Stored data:
"""

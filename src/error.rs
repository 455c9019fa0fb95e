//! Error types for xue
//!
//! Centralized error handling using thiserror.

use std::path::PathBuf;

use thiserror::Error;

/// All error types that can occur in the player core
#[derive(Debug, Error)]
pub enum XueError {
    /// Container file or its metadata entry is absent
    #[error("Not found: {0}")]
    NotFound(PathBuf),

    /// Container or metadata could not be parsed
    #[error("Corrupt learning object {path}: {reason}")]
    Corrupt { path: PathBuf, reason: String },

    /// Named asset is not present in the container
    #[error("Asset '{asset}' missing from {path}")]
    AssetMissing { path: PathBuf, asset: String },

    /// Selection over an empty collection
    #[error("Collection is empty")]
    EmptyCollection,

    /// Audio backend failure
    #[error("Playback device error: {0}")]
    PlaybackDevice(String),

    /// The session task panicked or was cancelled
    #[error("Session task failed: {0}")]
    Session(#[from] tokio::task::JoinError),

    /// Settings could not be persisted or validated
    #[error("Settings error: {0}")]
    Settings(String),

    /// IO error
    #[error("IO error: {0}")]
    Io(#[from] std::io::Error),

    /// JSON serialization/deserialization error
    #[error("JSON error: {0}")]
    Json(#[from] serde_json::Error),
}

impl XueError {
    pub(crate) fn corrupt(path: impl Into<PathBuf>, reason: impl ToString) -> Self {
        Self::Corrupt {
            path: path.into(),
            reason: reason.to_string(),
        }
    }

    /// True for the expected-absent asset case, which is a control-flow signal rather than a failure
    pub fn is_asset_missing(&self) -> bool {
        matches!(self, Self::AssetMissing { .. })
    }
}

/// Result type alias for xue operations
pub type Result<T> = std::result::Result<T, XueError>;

"""
"""

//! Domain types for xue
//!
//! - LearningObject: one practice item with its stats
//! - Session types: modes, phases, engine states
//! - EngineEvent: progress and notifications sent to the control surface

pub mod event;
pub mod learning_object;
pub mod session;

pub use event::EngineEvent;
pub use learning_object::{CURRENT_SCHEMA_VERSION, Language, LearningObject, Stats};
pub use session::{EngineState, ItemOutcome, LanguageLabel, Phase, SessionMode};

"""
"""

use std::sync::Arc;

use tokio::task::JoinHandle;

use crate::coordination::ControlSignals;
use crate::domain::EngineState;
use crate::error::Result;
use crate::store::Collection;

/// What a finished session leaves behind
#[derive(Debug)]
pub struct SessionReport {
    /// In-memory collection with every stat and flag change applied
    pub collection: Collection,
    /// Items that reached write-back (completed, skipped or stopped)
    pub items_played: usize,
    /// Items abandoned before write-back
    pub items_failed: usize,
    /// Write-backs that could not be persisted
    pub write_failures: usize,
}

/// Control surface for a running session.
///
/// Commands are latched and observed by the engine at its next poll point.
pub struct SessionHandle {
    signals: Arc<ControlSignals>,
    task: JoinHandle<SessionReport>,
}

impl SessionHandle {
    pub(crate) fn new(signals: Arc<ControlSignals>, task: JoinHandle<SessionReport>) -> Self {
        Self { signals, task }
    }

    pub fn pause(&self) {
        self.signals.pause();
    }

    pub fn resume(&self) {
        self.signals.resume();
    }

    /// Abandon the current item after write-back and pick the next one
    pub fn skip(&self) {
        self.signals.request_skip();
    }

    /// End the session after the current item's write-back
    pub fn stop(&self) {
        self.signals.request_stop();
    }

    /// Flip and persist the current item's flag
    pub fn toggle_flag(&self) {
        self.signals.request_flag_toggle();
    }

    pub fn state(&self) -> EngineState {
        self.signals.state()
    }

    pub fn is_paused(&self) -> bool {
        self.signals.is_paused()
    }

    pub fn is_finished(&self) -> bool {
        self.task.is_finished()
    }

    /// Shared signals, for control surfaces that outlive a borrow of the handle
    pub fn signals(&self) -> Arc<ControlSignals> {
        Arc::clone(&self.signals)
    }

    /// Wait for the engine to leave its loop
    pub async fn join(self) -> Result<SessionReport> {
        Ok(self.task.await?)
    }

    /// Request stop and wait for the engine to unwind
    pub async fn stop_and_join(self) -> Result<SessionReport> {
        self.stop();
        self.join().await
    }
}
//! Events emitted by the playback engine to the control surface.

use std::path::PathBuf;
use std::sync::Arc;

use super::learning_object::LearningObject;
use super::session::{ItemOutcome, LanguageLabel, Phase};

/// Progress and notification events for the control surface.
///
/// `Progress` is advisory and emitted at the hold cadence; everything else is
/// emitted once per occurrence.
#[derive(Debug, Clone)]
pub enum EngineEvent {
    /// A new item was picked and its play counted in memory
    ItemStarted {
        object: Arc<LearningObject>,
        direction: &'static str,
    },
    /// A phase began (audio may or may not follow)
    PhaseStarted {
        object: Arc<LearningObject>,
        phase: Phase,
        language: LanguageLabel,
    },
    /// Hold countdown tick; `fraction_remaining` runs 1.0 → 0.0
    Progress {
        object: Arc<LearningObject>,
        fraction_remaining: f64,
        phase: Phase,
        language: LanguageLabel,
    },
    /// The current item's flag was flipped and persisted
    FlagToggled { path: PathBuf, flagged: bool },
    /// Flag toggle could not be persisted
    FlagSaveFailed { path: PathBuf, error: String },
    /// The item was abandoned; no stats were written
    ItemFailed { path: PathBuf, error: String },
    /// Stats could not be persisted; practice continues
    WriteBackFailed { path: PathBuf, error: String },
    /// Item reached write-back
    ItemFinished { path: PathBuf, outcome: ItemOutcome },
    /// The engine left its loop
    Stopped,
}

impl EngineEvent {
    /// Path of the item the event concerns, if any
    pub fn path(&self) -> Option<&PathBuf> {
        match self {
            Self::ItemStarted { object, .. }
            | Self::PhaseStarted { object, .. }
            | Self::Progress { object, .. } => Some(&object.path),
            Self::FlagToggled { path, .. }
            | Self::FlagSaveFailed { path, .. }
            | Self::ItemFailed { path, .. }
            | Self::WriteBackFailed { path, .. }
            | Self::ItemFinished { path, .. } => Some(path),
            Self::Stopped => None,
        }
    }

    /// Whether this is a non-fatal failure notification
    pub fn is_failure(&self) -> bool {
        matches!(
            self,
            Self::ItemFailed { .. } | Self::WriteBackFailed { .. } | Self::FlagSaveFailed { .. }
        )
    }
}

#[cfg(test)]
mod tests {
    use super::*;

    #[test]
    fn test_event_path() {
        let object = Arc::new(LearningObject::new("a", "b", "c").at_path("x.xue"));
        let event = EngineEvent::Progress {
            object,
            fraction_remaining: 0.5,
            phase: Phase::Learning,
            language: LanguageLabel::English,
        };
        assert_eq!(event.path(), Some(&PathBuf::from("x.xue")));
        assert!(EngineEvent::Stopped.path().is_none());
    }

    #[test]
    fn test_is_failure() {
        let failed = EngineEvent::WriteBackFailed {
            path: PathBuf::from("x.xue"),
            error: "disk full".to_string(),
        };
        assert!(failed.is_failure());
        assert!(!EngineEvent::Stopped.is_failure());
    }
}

"""

• PROBLEM REQUIREMENTS
Say how many lines in the entries above contain the string "Some". Give the number by itself.

• RESULT OF THIS EXERCISE
3